Task:
Scan the records below. Copy every line in which the word "from" appears.

Saved data entries:

use std::{io, path::PathBuf};

use thiserror::Error;

use crate::material::MAX_PIECES;

/// Error when parsing a material signature.
///
/// Signature errors are configuration errors: they are raised before any work
/// starts and are fatal to the whole run.
#[derive(Debug, Error)]
pub enum SignatureError {
    /// A letter other than `P`, `N`, `B`, `R`, `Q` or `K` was given.
    #[error("unsupported piece letter `{letter}` in material signature")]
    UnsupportedPiece { letter: char },
    /// The signature did not consist of exactly two `v`-separated groups.
    #[error("expected exactly two piece groups separated by `v`")]
    GroupCount,
    /// One of the groups has no king.
    #[error("each group needs exactly one king")]
    MissingKing,
    /// More pieces than the enumerator supports.
    #[error("{count} pieces in signature, at most {MAX_PIECES} supported")]
    TooManyPieces { count: usize },
}

/// Error when probing distance metrics for a single position.
///
/// Probe errors are recovered locally: the affected position is skipped and
/// the batch continues.
#[derive(Debug, Error)]
pub enum ProbeError {
    /// Opening a tablebase directory failed.
    #[error("failed to open tablebase directory: {0}")]
    Open(#[source] io::Error),
    /// Syzygy probe failed or the position is outside table coverage.
    #[error("syzygy probe failed: {0}")]
    Syzygy(#[from] shakmaty_syzygy::SyzygyError),
    /// The configured DTM reader failed for this position.
    #[error("dtm probe failed: {0}")]
    Dtm(String),
}

/// Error when talking to the result store.
#[derive(Debug, Error)]
pub enum StoreError {
    #[error("sqlite error: {0}")]
    Sqlite(#[from] rusqlite::Error),
}

/// Error while generating a database for one signature.
#[derive(Debug, Error)]
pub enum GenerateError {
    #[error("i/o error: {0}")]
    Io(#[from] io::Error),
    #[error("malformed cache or checkpoint file: {0}")]
    Serde(#[from] serde_json::Error),
    /// A cached universe file does not fit the signature it is named after.
    #[error("cached universe {path} does not fit its signature")]
    CorruptCache { path: PathBuf },
    #[error(transparent)]
    Store(#[from] StoreError),
    /// Opening the tablebase readers for a batch failed.
    #[error(transparent)]
    Probe(#[from] ProbeError),
    /// One or more batches failed to checkpoint. The run can be restarted
    /// with identical arguments and will resume from the gaps.
    #[error("{failed} of {total} batches failed to checkpoint, rerun to resume")]
    IncompleteBatches { failed: usize, total: usize },
}

/// Error when drawing or materializing a training position.
#[derive(Debug, Error)]
pub enum SampleError {
    /// No stored row matches the requested filter criteria.
    #[error("no stored position matches the given criteria")]
    NoMatchingPosition,
    #[error(transparent)]
    Store(#[from] StoreError),
    /// The stored arrangement key does not fit the signature.
    #[error("stored key `{key}` does not fit signature {signature}")]
    BadKey { key: String, signature: String },
    /// A stored row reconstructed into an illegal position.
    #[error("stored key `{key}` reconstructed into an illegal position")]
    IllegalPosition { key: String },
}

Answer to this exercise:
    Syzygy(#[from] shakmaty_syzygy::SyzygyError),
    Sqlite(#[from] rusqlite::Error),
    Io(#[from] io::Error),
    Serde(#[from] serde_json::Error),
    Store(#[from] StoreError),
    Probe(#[from] ProbeError),
    /// with identical arguments and will resume from the gaps.
    Store(#[from] StoreError),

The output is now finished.